* **What the task asks**: What lines in the records below hold the string "both"? Please show them.

* **Data**:
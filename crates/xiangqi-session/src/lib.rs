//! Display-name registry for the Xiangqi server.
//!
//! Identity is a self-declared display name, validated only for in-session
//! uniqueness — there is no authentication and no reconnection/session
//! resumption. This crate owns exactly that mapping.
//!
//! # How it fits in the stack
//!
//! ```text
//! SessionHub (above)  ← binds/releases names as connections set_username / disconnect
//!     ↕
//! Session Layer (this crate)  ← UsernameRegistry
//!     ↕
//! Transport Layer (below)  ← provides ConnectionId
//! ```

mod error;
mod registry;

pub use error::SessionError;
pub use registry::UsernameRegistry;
* * *
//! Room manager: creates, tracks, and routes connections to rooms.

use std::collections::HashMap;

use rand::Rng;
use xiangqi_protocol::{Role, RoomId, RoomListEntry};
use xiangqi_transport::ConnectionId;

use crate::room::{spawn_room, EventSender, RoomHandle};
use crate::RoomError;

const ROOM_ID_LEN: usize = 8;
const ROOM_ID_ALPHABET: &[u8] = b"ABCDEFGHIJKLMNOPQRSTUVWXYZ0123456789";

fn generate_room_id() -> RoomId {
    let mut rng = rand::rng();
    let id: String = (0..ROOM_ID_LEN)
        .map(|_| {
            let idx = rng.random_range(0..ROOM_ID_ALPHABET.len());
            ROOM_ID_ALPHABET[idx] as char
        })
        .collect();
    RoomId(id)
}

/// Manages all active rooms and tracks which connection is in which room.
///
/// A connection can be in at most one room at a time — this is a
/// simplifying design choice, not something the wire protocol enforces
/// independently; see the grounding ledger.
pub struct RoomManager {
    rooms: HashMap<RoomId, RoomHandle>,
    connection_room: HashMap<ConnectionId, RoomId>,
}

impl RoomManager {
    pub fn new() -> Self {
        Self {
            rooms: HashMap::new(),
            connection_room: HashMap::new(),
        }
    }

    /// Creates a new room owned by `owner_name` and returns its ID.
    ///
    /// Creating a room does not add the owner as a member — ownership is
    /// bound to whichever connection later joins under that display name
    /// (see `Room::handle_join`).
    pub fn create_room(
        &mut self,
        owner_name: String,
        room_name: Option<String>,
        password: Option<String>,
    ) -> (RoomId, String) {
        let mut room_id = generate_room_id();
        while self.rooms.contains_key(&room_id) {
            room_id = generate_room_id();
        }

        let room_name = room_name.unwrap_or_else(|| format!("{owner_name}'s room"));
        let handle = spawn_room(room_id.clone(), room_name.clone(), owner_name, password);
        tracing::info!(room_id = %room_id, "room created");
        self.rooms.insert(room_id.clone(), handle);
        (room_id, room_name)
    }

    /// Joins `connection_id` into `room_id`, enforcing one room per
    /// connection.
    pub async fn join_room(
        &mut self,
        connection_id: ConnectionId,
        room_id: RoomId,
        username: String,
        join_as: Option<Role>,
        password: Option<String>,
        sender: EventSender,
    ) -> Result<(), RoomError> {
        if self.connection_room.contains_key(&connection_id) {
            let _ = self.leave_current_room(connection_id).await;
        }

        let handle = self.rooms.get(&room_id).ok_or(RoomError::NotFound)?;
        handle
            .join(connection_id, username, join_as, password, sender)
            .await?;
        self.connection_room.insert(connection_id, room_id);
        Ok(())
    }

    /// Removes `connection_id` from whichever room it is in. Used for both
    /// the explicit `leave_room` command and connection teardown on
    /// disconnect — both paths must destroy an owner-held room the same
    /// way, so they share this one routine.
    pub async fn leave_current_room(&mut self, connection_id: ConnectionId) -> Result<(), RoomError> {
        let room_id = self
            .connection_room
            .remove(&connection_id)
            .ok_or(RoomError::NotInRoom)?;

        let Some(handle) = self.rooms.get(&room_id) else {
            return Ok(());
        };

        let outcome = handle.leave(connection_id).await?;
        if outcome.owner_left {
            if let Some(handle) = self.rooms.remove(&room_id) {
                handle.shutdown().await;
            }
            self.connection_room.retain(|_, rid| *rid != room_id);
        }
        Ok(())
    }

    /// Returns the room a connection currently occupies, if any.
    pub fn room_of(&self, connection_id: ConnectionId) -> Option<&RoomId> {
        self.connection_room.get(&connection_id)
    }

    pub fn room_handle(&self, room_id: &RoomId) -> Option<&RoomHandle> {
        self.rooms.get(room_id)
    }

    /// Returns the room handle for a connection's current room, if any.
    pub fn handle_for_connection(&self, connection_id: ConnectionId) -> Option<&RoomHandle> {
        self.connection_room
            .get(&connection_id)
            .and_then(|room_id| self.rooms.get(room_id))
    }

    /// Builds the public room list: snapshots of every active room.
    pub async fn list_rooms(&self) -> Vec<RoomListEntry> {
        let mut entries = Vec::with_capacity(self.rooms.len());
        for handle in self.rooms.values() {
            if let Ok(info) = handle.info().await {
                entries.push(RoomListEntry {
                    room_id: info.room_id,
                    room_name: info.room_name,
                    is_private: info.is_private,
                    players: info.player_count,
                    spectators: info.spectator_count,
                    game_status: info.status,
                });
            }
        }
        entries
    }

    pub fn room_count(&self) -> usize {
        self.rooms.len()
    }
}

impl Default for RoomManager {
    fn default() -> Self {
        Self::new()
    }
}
...
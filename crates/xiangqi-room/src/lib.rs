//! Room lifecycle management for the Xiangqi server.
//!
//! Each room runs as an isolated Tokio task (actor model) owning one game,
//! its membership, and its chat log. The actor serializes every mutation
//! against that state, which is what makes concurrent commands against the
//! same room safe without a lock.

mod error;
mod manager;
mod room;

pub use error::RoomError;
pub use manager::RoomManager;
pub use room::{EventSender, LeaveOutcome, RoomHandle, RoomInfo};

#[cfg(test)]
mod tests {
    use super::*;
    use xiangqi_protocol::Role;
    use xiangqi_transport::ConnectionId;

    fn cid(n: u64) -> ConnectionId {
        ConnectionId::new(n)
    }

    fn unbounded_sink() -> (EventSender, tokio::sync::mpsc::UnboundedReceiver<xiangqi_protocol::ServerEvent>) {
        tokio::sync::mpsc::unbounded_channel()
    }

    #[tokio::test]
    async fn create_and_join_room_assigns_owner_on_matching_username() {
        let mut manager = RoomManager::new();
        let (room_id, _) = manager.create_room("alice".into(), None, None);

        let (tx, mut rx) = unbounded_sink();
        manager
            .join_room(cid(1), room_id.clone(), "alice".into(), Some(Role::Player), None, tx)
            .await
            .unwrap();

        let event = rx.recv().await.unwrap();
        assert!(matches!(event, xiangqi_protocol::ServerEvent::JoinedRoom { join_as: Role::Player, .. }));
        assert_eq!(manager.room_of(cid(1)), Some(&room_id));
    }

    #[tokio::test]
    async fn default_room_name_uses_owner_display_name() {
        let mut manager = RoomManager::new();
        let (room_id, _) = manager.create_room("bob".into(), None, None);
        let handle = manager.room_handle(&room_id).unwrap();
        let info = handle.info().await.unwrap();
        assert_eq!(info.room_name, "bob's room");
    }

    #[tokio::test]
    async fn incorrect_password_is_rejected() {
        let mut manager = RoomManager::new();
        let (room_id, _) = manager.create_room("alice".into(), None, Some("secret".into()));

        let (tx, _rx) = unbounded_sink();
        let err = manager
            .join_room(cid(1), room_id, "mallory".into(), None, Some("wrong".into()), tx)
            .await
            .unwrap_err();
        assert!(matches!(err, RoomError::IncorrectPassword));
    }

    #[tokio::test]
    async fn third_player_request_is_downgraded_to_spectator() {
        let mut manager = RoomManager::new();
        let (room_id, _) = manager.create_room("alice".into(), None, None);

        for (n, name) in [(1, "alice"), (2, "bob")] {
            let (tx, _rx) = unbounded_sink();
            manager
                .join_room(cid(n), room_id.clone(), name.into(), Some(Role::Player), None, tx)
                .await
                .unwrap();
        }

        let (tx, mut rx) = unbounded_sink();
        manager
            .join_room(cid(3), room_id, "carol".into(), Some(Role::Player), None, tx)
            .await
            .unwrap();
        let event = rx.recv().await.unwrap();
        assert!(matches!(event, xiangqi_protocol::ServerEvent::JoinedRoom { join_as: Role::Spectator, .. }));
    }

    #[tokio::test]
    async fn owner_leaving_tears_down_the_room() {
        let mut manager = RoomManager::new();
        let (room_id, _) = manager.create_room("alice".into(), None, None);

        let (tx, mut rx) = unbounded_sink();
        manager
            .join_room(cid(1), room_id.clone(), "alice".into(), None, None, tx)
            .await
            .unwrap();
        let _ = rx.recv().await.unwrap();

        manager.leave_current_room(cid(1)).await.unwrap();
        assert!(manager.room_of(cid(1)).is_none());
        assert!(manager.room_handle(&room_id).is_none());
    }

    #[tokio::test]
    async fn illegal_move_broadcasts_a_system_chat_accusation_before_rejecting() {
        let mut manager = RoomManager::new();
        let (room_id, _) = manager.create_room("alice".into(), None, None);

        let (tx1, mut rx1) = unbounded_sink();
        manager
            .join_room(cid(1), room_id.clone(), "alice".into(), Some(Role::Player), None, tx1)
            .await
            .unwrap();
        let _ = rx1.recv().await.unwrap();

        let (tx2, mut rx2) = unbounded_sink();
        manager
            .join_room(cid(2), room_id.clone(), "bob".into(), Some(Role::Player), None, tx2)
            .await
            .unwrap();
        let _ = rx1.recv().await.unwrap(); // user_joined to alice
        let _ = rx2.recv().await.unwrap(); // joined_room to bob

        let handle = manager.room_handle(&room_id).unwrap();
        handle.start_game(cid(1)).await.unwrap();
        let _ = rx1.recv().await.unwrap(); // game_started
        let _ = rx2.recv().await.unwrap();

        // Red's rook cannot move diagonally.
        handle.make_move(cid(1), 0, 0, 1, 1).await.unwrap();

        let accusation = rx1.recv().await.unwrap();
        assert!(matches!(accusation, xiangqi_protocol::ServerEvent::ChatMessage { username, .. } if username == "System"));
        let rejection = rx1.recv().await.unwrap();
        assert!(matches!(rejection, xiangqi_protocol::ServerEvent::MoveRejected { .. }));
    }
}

* **Exercise solution**:
    /// Removes `connection_id` from whichever room it is in. Used for both
    /// disconnect — both paths must destroy an owner-held room the same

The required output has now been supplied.